_Work required_
State how many lines of the records include the word "seed"; the reply is that number alone.

(Collected data entries)
^^^^^^^^^^^^^^^^

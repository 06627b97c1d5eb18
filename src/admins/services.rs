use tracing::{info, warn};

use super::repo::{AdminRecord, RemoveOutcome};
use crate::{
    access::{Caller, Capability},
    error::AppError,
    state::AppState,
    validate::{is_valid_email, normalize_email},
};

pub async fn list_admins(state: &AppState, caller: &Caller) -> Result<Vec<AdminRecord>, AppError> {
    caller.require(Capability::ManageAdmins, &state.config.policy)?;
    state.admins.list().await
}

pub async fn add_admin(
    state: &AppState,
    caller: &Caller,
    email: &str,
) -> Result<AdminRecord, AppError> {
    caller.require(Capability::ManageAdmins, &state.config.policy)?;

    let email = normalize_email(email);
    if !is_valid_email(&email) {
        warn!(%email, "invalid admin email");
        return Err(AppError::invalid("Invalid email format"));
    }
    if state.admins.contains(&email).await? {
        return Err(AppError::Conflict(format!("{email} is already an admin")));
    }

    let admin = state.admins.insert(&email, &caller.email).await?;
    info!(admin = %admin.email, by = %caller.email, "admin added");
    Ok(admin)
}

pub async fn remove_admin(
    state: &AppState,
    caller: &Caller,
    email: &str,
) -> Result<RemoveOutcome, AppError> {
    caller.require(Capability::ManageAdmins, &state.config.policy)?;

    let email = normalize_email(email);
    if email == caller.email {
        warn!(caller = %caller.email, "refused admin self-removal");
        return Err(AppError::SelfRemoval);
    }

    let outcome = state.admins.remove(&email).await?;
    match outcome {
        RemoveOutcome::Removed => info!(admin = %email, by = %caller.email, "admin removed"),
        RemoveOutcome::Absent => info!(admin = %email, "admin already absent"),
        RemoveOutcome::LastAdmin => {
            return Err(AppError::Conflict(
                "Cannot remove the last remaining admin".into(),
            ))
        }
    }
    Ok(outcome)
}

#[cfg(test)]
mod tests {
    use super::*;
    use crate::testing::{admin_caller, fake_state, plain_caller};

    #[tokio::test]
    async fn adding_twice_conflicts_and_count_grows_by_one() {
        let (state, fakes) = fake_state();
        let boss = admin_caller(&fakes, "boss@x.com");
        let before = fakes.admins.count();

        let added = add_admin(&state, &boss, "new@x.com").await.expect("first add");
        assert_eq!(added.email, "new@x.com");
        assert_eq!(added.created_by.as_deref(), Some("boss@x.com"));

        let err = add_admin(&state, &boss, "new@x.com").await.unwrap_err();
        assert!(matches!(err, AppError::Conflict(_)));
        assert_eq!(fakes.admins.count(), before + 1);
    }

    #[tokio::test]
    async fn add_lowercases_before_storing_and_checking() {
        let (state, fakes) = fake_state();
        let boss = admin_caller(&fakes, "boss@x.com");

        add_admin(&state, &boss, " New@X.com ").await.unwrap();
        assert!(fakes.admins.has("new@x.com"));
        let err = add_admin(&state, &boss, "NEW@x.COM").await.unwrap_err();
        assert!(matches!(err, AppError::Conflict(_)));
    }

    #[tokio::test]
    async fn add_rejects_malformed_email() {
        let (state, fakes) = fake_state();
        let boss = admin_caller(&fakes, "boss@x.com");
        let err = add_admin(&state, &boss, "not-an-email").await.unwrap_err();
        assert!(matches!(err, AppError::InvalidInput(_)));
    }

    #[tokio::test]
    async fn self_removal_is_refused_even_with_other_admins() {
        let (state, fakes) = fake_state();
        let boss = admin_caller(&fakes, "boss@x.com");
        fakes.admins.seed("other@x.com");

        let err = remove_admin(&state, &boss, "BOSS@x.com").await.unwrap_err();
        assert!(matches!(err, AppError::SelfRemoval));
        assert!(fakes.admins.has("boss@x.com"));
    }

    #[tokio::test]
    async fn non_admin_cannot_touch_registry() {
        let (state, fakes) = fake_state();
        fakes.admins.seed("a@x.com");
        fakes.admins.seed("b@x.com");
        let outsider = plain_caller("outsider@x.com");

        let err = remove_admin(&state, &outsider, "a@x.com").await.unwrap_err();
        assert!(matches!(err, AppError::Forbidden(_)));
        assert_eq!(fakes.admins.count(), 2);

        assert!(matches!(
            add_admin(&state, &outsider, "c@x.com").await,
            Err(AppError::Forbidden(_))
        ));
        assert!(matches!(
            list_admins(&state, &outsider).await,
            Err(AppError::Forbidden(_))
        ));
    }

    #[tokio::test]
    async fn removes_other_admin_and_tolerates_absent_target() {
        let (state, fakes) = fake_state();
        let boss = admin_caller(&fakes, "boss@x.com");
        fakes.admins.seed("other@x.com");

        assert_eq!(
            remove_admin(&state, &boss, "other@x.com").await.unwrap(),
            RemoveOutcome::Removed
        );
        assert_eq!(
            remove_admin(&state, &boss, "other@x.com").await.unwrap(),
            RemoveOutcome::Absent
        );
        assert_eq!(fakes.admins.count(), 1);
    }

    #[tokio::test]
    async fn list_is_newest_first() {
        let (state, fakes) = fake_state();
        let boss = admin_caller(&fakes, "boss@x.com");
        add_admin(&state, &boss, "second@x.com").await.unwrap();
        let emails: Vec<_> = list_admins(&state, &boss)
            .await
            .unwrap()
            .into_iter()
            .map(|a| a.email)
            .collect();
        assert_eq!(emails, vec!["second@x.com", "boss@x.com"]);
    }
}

^^^^^^^^^^^^^^^^

_Output below_
4